PROBLEM TO SOLVE: Without changing anything, set down every line shown below.

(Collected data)

//! Gamma payload parsing feeding candidate selection

use chrono::{TimeZone, Utc};
use polybet::market::{parse_input, parse_search_payload, MarketInput, SlugKind};
use polybet::selection::CandidateSelector;
use rust_decimal_macros::dec;
use serde_json::json;

#[test]
fn test_search_payload_to_selection() {
    let payload = json!({
        "events": [{
            "title": "Lakers vs. Celtics",
            "slug": "nba-lal-bos-2025-03-01",
            "tags": [{"label": "NBA", "slug": "nba"}],
            "markets": [
                {"id": "1", "slug": "lal-win", "question": "Will the Lakers win?",
                 "active": true, "closed": false, "liquidityNum": "8000",
                 "volume24hr": 1200, "bestBid": "0.44", "bestAsk": "0.46"},
                {"id": "2", "slug": "bos-win", "question": "Will the Celtics win?",
                 "active": true, "closed": false, "liquidityNum": "12000",
                 "volume24hr": 900, "bestBid": "0.53", "bestAsk": "0.55"},
                {"id": "3", "slug": "old", "question": "Old market",
                 "active": true, "closed": true, "liquidityNum": "90000"}
            ]
        }],
        "markets": [
            {"id": "4", "slug": "btc", "question": "Will BTC hit 200k?",
             "active": true, "closed": false, "liquidityNum": "500000", "category": "Crypto"}
        ]
    });

    let candidates = parse_search_payload(payload).unwrap();
    assert_eq!(candidates.len(), 4);

    let now = Utc.with_ymd_and_hms(2025, 3, 1, 12, 0, 0).unwrap();
    let selection = CandidateSelector::new()
        .select(candidates, "lakers celtics", now)
        .unwrap();

    // sports markets outrank the deeper crypto market
    assert_eq!(selection.chosen.slug(), "bos-win");
    let others: Vec<&str> = selection.others.iter().map(|s| s.slug()).collect();
    assert_eq!(others, vec!["lal-win", "btc"]);

    let list = selection.candidate_list();
    assert_eq!(list.entries[0].rank, 2);
    assert_eq!(list.entries[0].liquidity, dec!(8000));
}

#[test]
fn test_input_classification() {
    assert_eq!(
        parse_input("https://polymarket.com/event/nba-lal-bos-2025-03-01?tid=1"),
        MarketInput::Url {
            kind: SlugKind::Event,
            slug: "nba-lal-bos-2025-03-01".to_string()
        }
    );
    assert_eq!(
        parse_input("Lakers Celtics"),
        MarketInput::Query("Lakers Celtics".to_string())
    );
}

TASK RESULT:
//! Gamma payload parsing feeding candidate selection

use chrono::{TimeZone, Utc};
use polybet::market::{parse_input, parse_search_payload, MarketInput, SlugKind};
use polybet::selection::CandidateSelector;
use rust_decimal_macros::dec;
use serde_json::json;

#[test]
fn test_search_payload_to_selection() {
    let payload = json!({
        "events": [{
            "title": "Lakers vs. Celtics",
            "slug": "nba-lal-bos-2025-03-01",
            "tags": [{"label": "NBA", "slug": "nba"}],
            "markets": [
                {"id": "1", "slug": "lal-win", "question": "Will the Lakers win?",
                 "active": true, "closed": false, "liquidityNum": "8000",
                 "volume24hr": 1200, "bestBid": "0.44", "bestAsk": "0.46"},
                {"id": "2", "slug": "bos-win", "question": "Will the Celtics win?",
                 "active": true, "closed": false, "liquidityNum": "12000",
                 "volume24hr": 900, "bestBid": "0.53", "bestAsk": "0.55"},
                {"id": "3", "slug": "old", "question": "Old market",
                 "active": true, "closed": true, "liquidityNum": "90000"}
            ]
        }],
        "markets": [
            {"id": "4", "slug": "btc", "question": "Will BTC hit 200k?",
             "active": true, "closed": false, "liquidityNum": "500000", "category": "Crypto"}
        ]
    });

    let candidates = parse_search_payload(payload).unwrap();
    assert_eq!(candidates.len(), 4);

    let now = Utc.with_ymd_and_hms(2025, 3, 1, 12, 0, 0).unwrap();
    let selection = CandidateSelector::new()
        .select(candidates, "lakers celtics", now)
        .unwrap();

    // sports markets outrank the deeper crypto market
    assert_eq!(selection.chosen.slug(), "bos-win");
    let others: Vec<&str> = selection.others.iter().map(|s| s.slug()).collect();
    assert_eq!(others, vec!["lal-win", "btc"]);

    let list = selection.candidate_list();
    assert_eq!(list.entries[0].rank, 2);
    assert_eq!(list.entries[0].liquidity, dec!(8000));
}

#[test]
fn test_input_classification() {
    assert_eq!(
        parse_input("https://polymarket.com/event/nba-lal-bos-2025-03-01?tid=1"),
        MarketInput::Url {
            kind: SlugKind::Event,
            slug: "nba-lal-bos-2025-03-01".to_string()
        }
    );
    assert_eq!(
        parse_input("Lakers Celtics"),
        MarketInput::Query("Lakers Celtics".to_string())
    );
}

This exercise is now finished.